◆ **The task**: Type the entries out once more. Match them exactly.

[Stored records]
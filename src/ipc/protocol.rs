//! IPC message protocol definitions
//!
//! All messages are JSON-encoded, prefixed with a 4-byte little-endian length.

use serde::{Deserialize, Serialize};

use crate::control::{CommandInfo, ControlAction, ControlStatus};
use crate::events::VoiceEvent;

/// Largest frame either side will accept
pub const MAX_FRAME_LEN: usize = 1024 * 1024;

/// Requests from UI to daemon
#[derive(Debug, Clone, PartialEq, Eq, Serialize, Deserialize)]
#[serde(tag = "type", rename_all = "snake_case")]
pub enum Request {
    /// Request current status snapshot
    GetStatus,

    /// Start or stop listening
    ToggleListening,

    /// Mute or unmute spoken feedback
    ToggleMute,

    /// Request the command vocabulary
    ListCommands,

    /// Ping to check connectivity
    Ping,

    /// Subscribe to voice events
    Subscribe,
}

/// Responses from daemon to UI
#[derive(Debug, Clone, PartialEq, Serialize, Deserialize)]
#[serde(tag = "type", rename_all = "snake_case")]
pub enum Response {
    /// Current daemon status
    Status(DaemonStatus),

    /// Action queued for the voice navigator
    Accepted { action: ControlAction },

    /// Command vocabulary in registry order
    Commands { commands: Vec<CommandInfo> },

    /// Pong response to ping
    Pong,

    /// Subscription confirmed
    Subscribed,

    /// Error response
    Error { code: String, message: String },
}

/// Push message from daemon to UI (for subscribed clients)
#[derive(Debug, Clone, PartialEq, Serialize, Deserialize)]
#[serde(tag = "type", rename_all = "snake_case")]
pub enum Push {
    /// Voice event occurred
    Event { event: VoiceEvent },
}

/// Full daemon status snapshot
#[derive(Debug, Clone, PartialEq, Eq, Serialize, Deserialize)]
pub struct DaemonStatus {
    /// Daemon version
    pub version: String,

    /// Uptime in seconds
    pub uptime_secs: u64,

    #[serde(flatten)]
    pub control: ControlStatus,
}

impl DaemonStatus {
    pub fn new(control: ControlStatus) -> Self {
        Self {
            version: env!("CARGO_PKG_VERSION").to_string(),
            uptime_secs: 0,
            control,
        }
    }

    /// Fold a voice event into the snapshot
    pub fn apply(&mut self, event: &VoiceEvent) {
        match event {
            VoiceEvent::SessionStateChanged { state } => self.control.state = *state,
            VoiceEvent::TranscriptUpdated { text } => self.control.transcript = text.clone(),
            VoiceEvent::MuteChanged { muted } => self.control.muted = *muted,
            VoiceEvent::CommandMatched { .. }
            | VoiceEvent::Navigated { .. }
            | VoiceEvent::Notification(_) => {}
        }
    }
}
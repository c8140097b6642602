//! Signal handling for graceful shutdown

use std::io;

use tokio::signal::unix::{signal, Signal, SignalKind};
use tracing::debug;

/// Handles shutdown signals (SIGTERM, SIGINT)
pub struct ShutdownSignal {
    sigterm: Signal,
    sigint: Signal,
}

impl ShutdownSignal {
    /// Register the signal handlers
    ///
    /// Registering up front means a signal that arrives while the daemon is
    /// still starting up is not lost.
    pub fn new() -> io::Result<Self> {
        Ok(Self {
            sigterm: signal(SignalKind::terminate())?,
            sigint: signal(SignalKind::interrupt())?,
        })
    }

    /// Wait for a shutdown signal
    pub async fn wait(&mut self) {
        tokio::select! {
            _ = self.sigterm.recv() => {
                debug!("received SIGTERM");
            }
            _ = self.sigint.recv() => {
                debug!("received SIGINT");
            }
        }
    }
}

◆ **Task output**:
filename src/ipc/protocol.rs
//! IPC message protocol definitions
//!
//! All messages are JSON-encoded, prefixed with a 4-byte little-endian length.

use serde::{Deserialize, Serialize};

use crate::control::{CommandInfo, ControlAction, ControlStatus};
use crate::events::VoiceEvent;

/// Largest frame either side will accept
pub const MAX_FRAME_LEN: usize = 1024 * 1024;

/// Requests from UI to daemon
#[derive(Debug, Clone, PartialEq, Eq, Serialize, Deserialize)]
#[serde(tag = "type", rename_all = "snake_case")]
pub enum Request {
    /// Request current status snapshot
    GetStatus,

    /// Start or stop listening
    ToggleListening,

    /// Mute or unmute spoken feedback
    ToggleMute,

    /// Request the command vocabulary
    ListCommands,

    /// Ping to check connectivity
    Ping,

    /// Subscribe to voice events
    Subscribe,
}

/// Responses from daemon to UI
#[derive(Debug, Clone, PartialEq, Serialize, Deserialize)]
#[serde(tag = "type", rename_all = "snake_case")]
pub enum Response {
    /// Current daemon status
    Status(DaemonStatus),

    /// Action queued for the voice navigator
    Accepted { action: ControlAction },

    /// Command vocabulary in registry order
    Commands { commands: Vec<CommandInfo> },

    /// Pong response to ping
    Pong,

    /// Subscription confirmed
    Subscribed,

    /// Error response
    Error { code: String, message: String },
}

/// Push message from daemon to UI (for subscribed clients)
#[derive(Debug, Clone, PartialEq, Serialize, Deserialize)]
#[serde(tag = "type", rename_all = "snake_case")]
pub enum Push {
    /// Voice event occurred
    Event { event: VoiceEvent },
}

/// Full daemon status snapshot
#[derive(Debug, Clone, PartialEq, Eq, Serialize, Deserialize)]
pub struct DaemonStatus {
    /// Daemon version
    pub version: String,

    /// Uptime in seconds
    pub uptime_secs: u64,

    #[serde(flatten)]
    pub control: ControlStatus,
}

impl DaemonStatus {
    pub fn new(control: ControlStatus) -> Self {
        Self {
            version: env!("CARGO_PKG_VERSION").to_string(),
            uptime_secs: 0,
            control,
        }
    }

    /// Fold a voice event into the snapshot
    pub fn apply(&mut self, event: &VoiceEvent) {
        match event {
            VoiceEvent::SessionStateChanged { state } => self.control.state = *state,
            VoiceEvent::TranscriptUpdated { text } => self.control.transcript = text.clone(),
            VoiceEvent::MuteChanged { muted } => self.control.muted = *muted,
            VoiceEvent::CommandMatched { .. }
            | VoiceEvent::Navigated { .. }
            | VoiceEvent::Notification(_) => {}
        }
    }
}
repository c8140097b6642602
//! Signal handling for graceful shutdown

use std::io;

use tokio::signal::unix::{signal, Signal, SignalKind};
use tracing::debug;

/// Handles shutdown signals (SIGTERM, SIGINT)
pub struct ShutdownSignal {
    sigterm: Signal,
    sigint: Signal,
}

impl ShutdownSignal {
    /// Register the signal handlers
    ///
    /// Registering up front means a signal that arrives while the daemon is
    /// still starting up is not lost.
    pub fn new() -> io::Result<Self> {
        Ok(Self {
            sigterm: signal(SignalKind::terminate())?,
            sigint: signal(SignalKind::interrupt())?,
        })
    }

    /// Wait for a shutdown signal
    pub async fn wait(&mut self) {
        tokio::select! {
            _ = self.sigterm.recv() => {
                debug!("received SIGTERM");
            }
            _ = self.sigint.recv() => {
                debug!("received SIGINT");
            }
        }
    }
}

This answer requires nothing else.